Penélope Coelho Publicado em 11/08/2021, às 13h52

Fotografia de Chet Hanks
Fotografia de Chet Hanks - Getty Images

De acordo com informações publicadas no último dia 10, pelo portal da revista Rolling Stone, o filho de Tom Hanks e Rita Wilson, Chet Hanks, de 31 anos, usou sua rede social para criticar a vacinação contra o novo coronavírus. Em seu Instagram, o norte-americano afirmou:

“Nunca tive covid-19. Você não vai me enfiar aquela agulha filho da pu**. É a por** de uma gripe. Supere isso, ok? Se você estiver doente, fique dentro de casa. Por que estamos trabalhando com vocês? Se você estiver em perigo, fique em casa. Estou cansado de usar uma máscara filha da pu**”.

 

Sabe-se que logo no início da pandemia, em março de 2020, os pais de Chet foram diagnosticados com Covid-19. Na ocasião, o consagrado ator Tom Hanks, de 65 anos, informou que sentiu “dores horríveis”.

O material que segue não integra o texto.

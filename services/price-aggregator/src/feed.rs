//! In-process candle multiplexer
//!
//! `SharedFeed` stands in for the single shared socket: every consumer
//! subscribes by topic, and each inbound frame is decoded once and handed
//! to every handler registered on its topic.
//!
//! Topic format: `/topic/candle.{SYMBOL}.{interval}`, e.g.
//! `/topic/candle.BTCUSDT.1m`.
//!
//! Flow: socket reader → `Frame` → mpsc → `pump` → `dispatch` → handlers.

use std::collections::BTreeMap;
use std::fmt;
use std::sync::atomic::{AtomicU64, Ordering};
use std::sync::{Arc, Mutex, MutexGuard, PoisonError, Weak};

use serde::{Deserialize, Serialize};
use serde_json::Value;
use tokio::sync::mpsc;
use tracing::{debug, info, warn};

use crate::candles::{CandleEvent, Interval};
use crate::transport::{CandleHandler, CandleTransport, Subscription};

const TOPIC_PREFIX: &str = "/topic/candle.";

/// A `(symbol, interval)` candle topic.
#[derive(Debug, Clone, PartialEq, Eq, Hash, PartialOrd, Ord)]
pub struct Topic {
    pub symbol: String,
    pub interval: Interval,
}

impl Topic {
    pub fn new(symbol: &str, interval: Interval) -> Self {
        Self {
            symbol: symbol.to_string(),
            interval,
        }
    }

    /// Parse a destination such as `/topic/candle.BTCUSDT.1m`.
    ///
    /// The interval is taken after the last `.` so symbols containing dots
    /// (`BRK.B`) still parse.
    pub fn parse(destination: &str) -> Option<Self> {
        let rest = destination.strip_prefix(TOPIC_PREFIX)?;
        let (symbol, interval) = rest.rsplit_once('.')?;
        if symbol.is_empty() {
            return None;
        }
        Some(Self {
            symbol: symbol.to_string(),
            interval: Interval::parse(interval)?,
        })
    }

    pub fn to_destination(&self) -> String {
        format!("{}{}.{}", TOPIC_PREFIX, self.symbol, self.interval)
    }
}

impl fmt::Display for Topic {
    fn fmt(&self, f: &mut fmt::Formatter<'_>) -> fmt::Result {
        write!(f, "{}.{}", self.symbol, self.interval)
    }
}

/// A raw inbound message from the socket.
#[derive(Debug, Clone, PartialEq, Serialize, Deserialize)]
pub struct Frame {
    pub destination: String,
    /// JSON candle, either inline or as a JSON-encoded string (STOMP body).
    pub body: Value,
}

/// Errors while dispatching a frame.
#[derive(Debug, thiserror::Error)]
pub enum FeedError {
    #[error("unrecognized destination: {0}")]
    UnknownDestination(String),

    #[error("malformed body on {destination}: {source}")]
    MalformedBody {
        destination: String,
        #[source]
        source: serde_json::Error,
    },
}

type HandlerId = u64;

#[derive(Default)]
struct FeedInner {
    topics: Mutex<BTreeMap<Topic, BTreeMap<HandlerId, CandleHandler>>>,
    next_id: AtomicU64,
    frames_dispatched: AtomicU64,
}

impl FeedInner {
    fn topics(&self) -> MutexGuard<'_, BTreeMap<Topic, BTreeMap<HandlerId, CandleHandler>>> {
        self.topics.lock().unwrap_or_else(PoisonError::into_inner)
    }

    fn remove(&self, topic: &Topic, id: HandlerId) {
        let mut topics = self.topics();
        let Some(handlers) = topics.get_mut(topic) else {
            return;
        };
        handlers.remove(&id);
        if handlers.is_empty() {
            topics.remove(topic);
            info!(topic = %topic, "Topic closed");
        }
    }
}

/// Shared candle feed. Cheap to clone; clones share one handler registry.
#[derive(Clone, Default)]
pub struct SharedFeed {
    inner: Arc<FeedInner>,
}

impl SharedFeed {
    pub fn new() -> Self {
        Self::default()
    }

    /// Decode and deliver a frame. Returns the number of handlers invoked.
    pub fn dispatch(&self, frame: &Frame) -> Result<usize, FeedError> {
        let topic = Topic::parse(&frame.destination)
            .ok_or_else(|| FeedError::UnknownDestination(frame.destination.clone()))?;

        let candle = match &frame.body {
            Value::String(raw) => {
                let body: Value =
                    serde_json::from_str(raw).map_err(|source| FeedError::MalformedBody {
                        destination: frame.destination.clone(),
                        source,
                    })?;
                CandleEvent::from_json(&body)
            }
            body => CandleEvent::from_json(body),
        };

        if !candle.is_well_formed() {
            debug!(
                destination = %frame.destination,
                malformed = candle.malformed.count(),
                "Frame carried malformed fields"
            );
        }
        self.inner.frames_dispatched.fetch_add(1, Ordering::Relaxed);
        Ok(self.publish(&topic.symbol, topic.interval, candle))
    }

    /// Deliver a raw destination/body pair, as read off a STOMP socket.
    pub fn dispatch_frame(&self, destination: &str, body: &str) -> Result<usize, FeedError> {
        self.dispatch(&Frame {
            destination: destination.to_string(),
            body: Value::String(body.to_string()),
        })
    }

    /// Deliver an already-decoded candle to every handler on its topic.
    pub fn publish(&self, symbol: &str, interval: Interval, candle: CandleEvent) -> usize {
        let topic = Topic::new(symbol, interval);
        let handlers: Vec<CandleHandler> = self
            .inner
            .topics()
            .get(&topic)
            .map(|handlers| handlers.values().cloned().collect())
            .unwrap_or_default();

        debug!(topic = %topic, handlers = handlers.len(), "Dispatching candle");

        for handler in &handlers {
            handler(candle.clone());
        }
        handlers.len()
    }

    /// Drain frames until every sender is dropped.
    pub async fn pump(&self, mut frames: mpsc::Receiver<Frame>) {
        info!("Feed pump started");
        while let Some(frame) = frames.recv().await {
            if let Err(e) = self.dispatch(&frame) {
                warn!(error = %e, "Skipping undeliverable frame");
            }
        }
        info!(
            frames = self.inner.frames_dispatched.load(Ordering::Relaxed),
            "Feed pump stopped"
        );
    }

    /// Handlers currently registered on a topic.
    pub fn handler_count(&self, symbol: &str, interval: Interval) -> usize {
        self.inner
            .topics()
            .get(&Topic::new(symbol, interval))
            .map(BTreeMap::len)
            .unwrap_or(0)
    }

    /// Number of topics with at least one handler.
    pub fn topic_count(&self) -> usize {
        self.inner.topics().len()
    }

    /// Frames successfully decoded since creation.
    pub fn frames_dispatched(&self) -> u64 {
        self.inner.frames_dispatched.load(Ordering::Relaxed)
    }
}

impl CandleTransport for SharedFeed {
    fn subscribe(&self, symbol: &str, interval: Interval, handler: CandleHandler) -> Subscription {
        let topic = Topic::new(symbol, interval);
        let id = self.inner.next_id.fetch_add(1, Ordering::Relaxed);
        {
            let mut topics = self.inner.topics();
            let handlers = topics.entry(topic.clone()).or_insert_with(|| {
                info!(topic = %topic, "Topic opened");
                BTreeMap::new()
            });
            handlers.insert(id, handler);
        }

        let feed: Weak<FeedInner> = Arc::downgrade(&self.inner);
        Subscription::new(move || {
            if let Some(feed) = feed.upgrade() {
                feed.remove(&topic, id);
            }
        })
    }
}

Depois de ter se recuperado da doença o astro de Forrest Gump (1994) deu detalhes sobre sua experiência com o vírus, em entrevista para o jornal The Guardian.

“Isso foi estranho. Minha mulher perdeu o paladar e o olfato, teve náuseas severas, e febre muito mais alta que a minha. Eu tinha dores no corpo, estava muito cansado o tempo todo e não consegui me concentrar em nada”, revelou.

Mesmo com a traumática experiência dos pais, Chet se mostra irredutível em relação à vacinação.

Recentemente, autoridades de saúde dos Estados Unidos divulgaram dados alarmantes sobre o tema, como revelou uma reportagem do G1. De acordo com pesquisas, no país, 97% dos hospitalizados por coronavírus e mais de 99% das mortes pela doença são de pessoas que não tomaram a vacina.


Sobre a Covid-19

De acordo com as últimas informações divulgadas pelos órgãos de saúde, desde o início da pandemia os Estados Unidos registram 36, 2 milhões casos de pessoas infectadas, e as mortes em decorrência da doença já chegam em 618 mil no país.  

Em 1º de dezembro de 2019, o primeiro paciente apresentava sintomas do novo coronavírus em Wuhan, epicentro da doença na China, apontou um estudo publicado na revista científica The Lancet em fevereiro deste ano.